**Instructions for the task**
Take the data below and copy exactly the lines starting at the one with "document is treated" and finishing at the one with "for peer in", both included.

(Saved entries)
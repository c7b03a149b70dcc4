//! Relay configuration with TOML file support.

use std::path::Path;

use anyhow::Context;
use serde::{Deserialize, Serialize};
use trustmesh_router::{MemoryPeerDirectory, Peer, PeerStatus, RouterConfig, StaticPeering};
use trustmesh_types::Pubkey;
use trustmesh_utils::LogFormat;

/// A peer known to the relay before it starts.
#[derive(Clone, Debug, PartialEq, Eq, Serialize, Deserialize)]
pub struct PeerConfig {
    pub pubkey: String,

    #[serde(default)]
    pub endpoints: Vec<String>,

    /// Whether the peer is a network member.
    #[serde(default)]
    pub member: bool,

    /// Whether the peer starts as reachable.
    #[serde(default = "default_true")]
    pub up: bool,
}

#[derive(Clone, Debug, PartialEq, Eq, Serialize, Deserialize)]
pub struct DaemonConfig {
    /// Public key of the local node.
    #[serde(default)]
    pub pubkey: String,

    /// Alternate endpoints the local node advertises.
    #[serde(default)]
    pub mirror_endpoints: Vec<String>,

    /// Log format: "human" or "json".
    #[serde(default)]
    pub log_format: LogFormat,

    /// Log level filter, e.g. "info" or "debug,trustmesh_router=trace".
    #[serde(default = "default_log_level")]
    pub log_level: String,

    #[serde(default)]
    pub router: RouterConfig,

    #[serde(default)]
    pub peers: Vec<PeerConfig>,
}

// ── Serde default helpers ──────────────────────────────────────────────

fn default_true() -> bool {
    true
}

fn default_log_level() -> String {
    "info".to_string()
}

// ── Impl ───────────────────────────────────────────────────────────────

impl DaemonConfig {
    pub fn from_toml_file(path: &Path) -> anyhow::Result<Self> {
        let content = std::fs::read_to_string(path)
            .with_context(|| format!("reading config file {}", path.display()))?;
        Self::from_toml_str(&content)
            .with_context(|| format!("parsing config file {}", path.display()))
    }

    pub fn from_toml_str(s: &str) -> anyhow::Result<Self> {
        Ok(toml::from_str(s)?)
    }

    pub fn to_toml_string(&self) -> anyhow::Result<String> {
        Ok(toml::to_string_pretty(self)?)
    }

    /// Configured keys, local and peers, that are not 43-44 char base58 keys.
    ///
    /// An empty local key is left out: it only means no document is treated
    /// as self-originated.
    pub fn malformed_keys(&self) -> Vec<&str> {
        let local = Some(self.pubkey.as_str()).filter(|k| !k.is_empty());
        local
            .into_iter()
            .chain(self.peers.iter().map(|p| p.pubkey.as_str()))
            .filter(|k| !Pubkey::new(*k).is_valid())
            .collect()
    }

    pub fn peering(&self) -> StaticPeering {
        StaticPeering::new(Pubkey::new(&self.pubkey), self.mirror_endpoints.clone())
    }

    /// An in-memory directory holding the configured peers.
    pub async fn seed_directory(&self) -> MemoryPeerDirectory {
        let directory = MemoryPeerDirectory::new();
        for peer in &self.peers {
            let status = if peer.up { PeerStatus::Up } else { PeerStatus::Down };
            directory
                .upsert(Peer::new(peer.pubkey.as_str(), peer.endpoints.clone()), status)
                .await;
            directory
                .set_member(Pubkey::new(&peer.pubkey), peer.member)
                .await;
        }
        directory
    }
}

impl Default for DaemonConfig {
    fn default() -> Self {
        Self {
            pubkey: String::new(),
            mirror_endpoints: Vec::new(),
            log_format: LogFormat::default(),
            log_level: default_log_level(),
            router: RouterConfig::default(),
            peers: Vec::new(),
        }
    }
}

**Reply to the exercise**
    /// An empty local key is left out: it only means no document is treated
    /// as self-originated.
    pub fn malformed_keys(&self) -> Vec<&str> {
        let local = Some(self.pubkey.as_str()).filter(|k| !k.is_empty());
        local
            .into_iter()
            .chain(self.peers.iter().map(|p| p.pubkey.as_str()))
            .filter(|k| !Pubkey::new(*k).is_valid())
            .collect()
    }

    pub fn peering(&self) -> StaticPeering {
        StaticPeering::new(Pubkey::new(&self.pubkey), self.mirror_endpoints.clone())
    }

    /// An in-memory directory holding the configured peers.
    pub async fn seed_directory(&self) -> MemoryPeerDirectory {
        let directory = MemoryPeerDirectory::new();
        for peer in &self.peers {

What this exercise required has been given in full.